The reductions that establish the above NP-completeness results do not offer much insight into the complexity of computing approximations. For example, the NP-completeness result for the Travelling Salesman Problem, relating it again to the task of finding a proof of the Riemann Hypothesis, gives the following implication:

There is an algorithm that, given an integer {n}, runs in time polynomial in {n} and constructs a finite metric space {X} with {N = n^{O(1)}} points such that all pairwise distances are either 1 or 2 and such that:

  • If there is a proof of the Riemann Hypothesis of at most {n} pages can then there is a tour in {X} of total length {N};
  • A tour of total length {N} in {X} can be efficiently converted into a valid proof of the Riemann Hypothesis of at most {n} pages.

Looking more carefully into the argument, however, one sees that the following two stronger implications are true:

  • If there is a proof of the Riemann Hypothesis of at most {n} pages with at most {k} mistakes, then it can be efficiently converted into a tour in {X} of total length {N};
  • A tour of total length {N+k} in {X} can be efficiently converted into a valid proof of the Riemann Hypothesis of at most {n} pages with at most {k} mistakes.

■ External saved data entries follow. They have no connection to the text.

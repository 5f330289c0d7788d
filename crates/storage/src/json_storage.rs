//! JSON document storage implementation.
//!
//! The whole collection lives in a single JSON object keyed by product code.
//! Every mutation reads the full document, changes it in memory, and writes
//! the full document back through a temporary file that is renamed over the
//! original, so readers never observe a half-written file.

use std::path::{Path, PathBuf};

use async_trait::async_trait;
use inventory_core::{Product, ProductCode, ProductUpdate};
use serde::Serialize;
use serde_json::{Map, Value};
use tokio::fs;
use tracing::{debug, warn};

use super::{Listing, ProductStore, RecordFailure, Result, StorageError};

/// File-based JSON storage backend.
#[derive(Debug, Clone)]
pub struct JsonStore {
    path: PathBuf,
}

impl JsonStore {
    /// Create storage backed by `path`. The file is created on first write.
    pub fn new(path: impl AsRef<Path>) -> Self {
        Self {
            path: path.as_ref().to_path_buf(),
        }
    }

    /// Location of the document.
    pub fn path(&self) -> &Path {
        &self.path
    }

    fn temp_path(&self) -> Result<PathBuf> {
        let file_name = self
            .path
            .file_name()
            .ok_or_else(|| StorageError::Other(format!("{} is not a file path", self.path.display())))?;
        let mut temp = file_name.to_os_string();
        temp.push(".tmp");
        Ok(self.path.with_file_name(temp))
    }

    /// Read the raw document. A missing or blank file is an empty collection.
    ///
    /// Records are kept as raw values so that rewriting the document never
    /// touches records this call did not change, including broken ones.
    async fn load(&self) -> Result<Map<String, Value>> {
        let text = match fs::read_to_string(&self.path).await {
            Ok(text) => text,
            Err(e) if e.kind() == std::io::ErrorKind::NotFound => return Ok(Map::new()),
            Err(e) => return Err(e.into()),
        };
        if text.trim().is_empty() {
            return Ok(Map::new());
        }
        Ok(serde_json::from_str(&text)?)
    }

    /// Replace the document with `records`.
    async fn save(&self, records: &Map<String, Value>) -> Result<()> {
        if let Some(parent) = self.path.parent().filter(|p| !p.as_os_str().is_empty()) {
            fs::create_dir_all(parent).await?;
        }

        let json = to_pretty_json(records)?;
        let temp = self.temp_path()?;
        let written = match fs::write(&temp, &json).await {
            Ok(()) => fs::rename(&temp, &self.path).await,
            Err(e) => Err(e),
        };
        if let Err(e) = written {
            // A partial temp file must not outlive a failed save.
            let _ = fs::remove_file(&temp).await;
            return Err(e.into());
        }

        debug!(path = %self.path.display(), records = records.len(), "document written");
        Ok(())
    }
}

#[async_trait]
impl ProductStore for JsonStore {
    fn backend_name(&self) -> &'static str {
        "json"
    }

    async fn create(&mut self, product: &Product) -> Result<()> {
        let mut records = self.load().await?;
        if records.contains_key(product.code().as_str()) {
            return Err(StorageError::Duplicate(product.code().clone()));
        }

        records.insert(product.code().to_string(), Value::Object(product.to_mapping()));
        self.save(&records).await
    }

    async fn read(&self, code: &ProductCode) -> Result<Product> {
        let records = self.load().await?;
        let value = records
            .get(code.as_str())
            .ok_or_else(|| StorageError::NotFound(code.clone()))?;

        decode(code.as_str(), value).map_err(|reason| StorageError::Corrupt {
            code: code.to_string(),
            reason,
        })
    }

    async fn update(&mut self, code: &ProductCode, update: &ProductUpdate) -> Result<Product> {
        let mut records = self.load().await?;
        let value = records
            .get(code.as_str())
            .ok_or_else(|| StorageError::NotFound(code.clone()))?;

        let mut product = decode(code.as_str(), value).map_err(|reason| StorageError::Corrupt {
            code: code.to_string(),
            reason,
        })?;
        product.apply(update);

        records.insert(code.to_string(), Value::Object(product.to_mapping()));
        self.save(&records).await?;
        Ok(product)
    }

    async fn delete(&mut self, code: &ProductCode) -> Result<()> {
        let mut records = self.load().await?;
        if records.remove(code.as_str()).is_none() {
            return Err(StorageError::NotFound(code.clone()));
        }
        self.save(&records).await
    }

    async fn list_all(&self) -> Result<Listing> {
        let records = self.load().await?;
        let mut listing = Listing::default();

        for (key, value) in &records {
            match decode(key, value) {
                Ok(product) => listing.products.push(product),
                Err(reason) => {
                    warn!(code = %key, %reason, "skipping invalid record");
                    listing.failures.push(RecordFailure {
                        code: key.clone(),
                        reason,
                    });
                }
            }
        }

        Ok(listing)
    }
}

/// Rebuild one stored record, checking that it sits under its own code.
fn decode(key: &str, value: &Value) -> std::result::Result<Product, String> {
    let map = value
        .as_object()
        .ok_or_else(|| "record is not a JSON object".to_string())?;
    let product = Product::from_mapping(map).map_err(|e| e.to_string())?;
    if product.code().as_str() != key {
        return Err(format!("stored under `{key}` but has code `{}`", product.code()));
    }
    Ok(product)
}

/// Pretty-print with a 4-space indent and a trailing newline.
fn to_pretty_json(records: &Map<String, Value>) -> Result<Vec<u8>> {
    let mut buf = Vec::new();
    let formatter = serde_json::ser::PrettyFormatter::with_indent(b"    ");
    let mut ser = serde_json::Serializer::with_formatter(&mut buf, formatter);
    records.serialize(&mut ser)?;
    buf.push(b'\n');
    Ok(buf)
}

This means that if we had, for example, an algorithm that finds in polynomial time solutions to the Traveling Salesman Problem that are at most {1\%} worse than the optimal, we would have that we could find an {n}-page “proof” such that at most {1\%} of the steps are wrong. Since it is always easy to come up with a proof that contains at most one mistake (“trivially, we have {0=1}, hence {\ldots}”), this doesn’t cause any contradiction.

This doesn’t mean that approximating the Traveling Salesman Problem is easy: it just means that the instance produced by the NP-completeness proof are easy to approximate, and if one wants to prove a statement of the form “if there is a polynomial time algorithm for the Traveling Salesman Problem that finds solutions at most {1\%} worse than the optimum, then {P=NP},” then such a result requires reductions of a rather different form from the ones employed in the classical theory of NP-completeness.

Indeed, with few exceptions, proving intractability results for approximation problems remained an open question for two decades, until the proof of the \em PCP Theorem in the early 1990s. The PCP Theorem (PCP stands for Probabilistically Checkable Proofs) can be thought of as describing a format for writing mathematical proofs such that even a “proof” in which up to, say, {1\%} of the steps are erroneous implies the validity of the statement that it is supposed to prove.

Theorem 1 (The PCP Theorem) There is a constant {\epsilon_0} and a polynomial time algorithm that on input a graph {G=(V,E)} outputs a graph {G'=(V',E')} such that

  • If {G} has a proper 3-coloring then so does {G'}
  • If there is a coloring {c': V' \rightarrow \{1,2,3\}} such that at least a {1-\epsilon_0} fraction of the edges of {G'} are properly colored by {G'}, then {G} has a proper 3-coloring.

The counterpositive of the second property is that if {G} is not a 3-colorable graph then {G'} is a graph that is not even approximately 3-colorable, that is, {G'} is a graph such that every 3-coloring of the vertices leaves more than an {\epsilon_0} fraction of the edges monochromatic.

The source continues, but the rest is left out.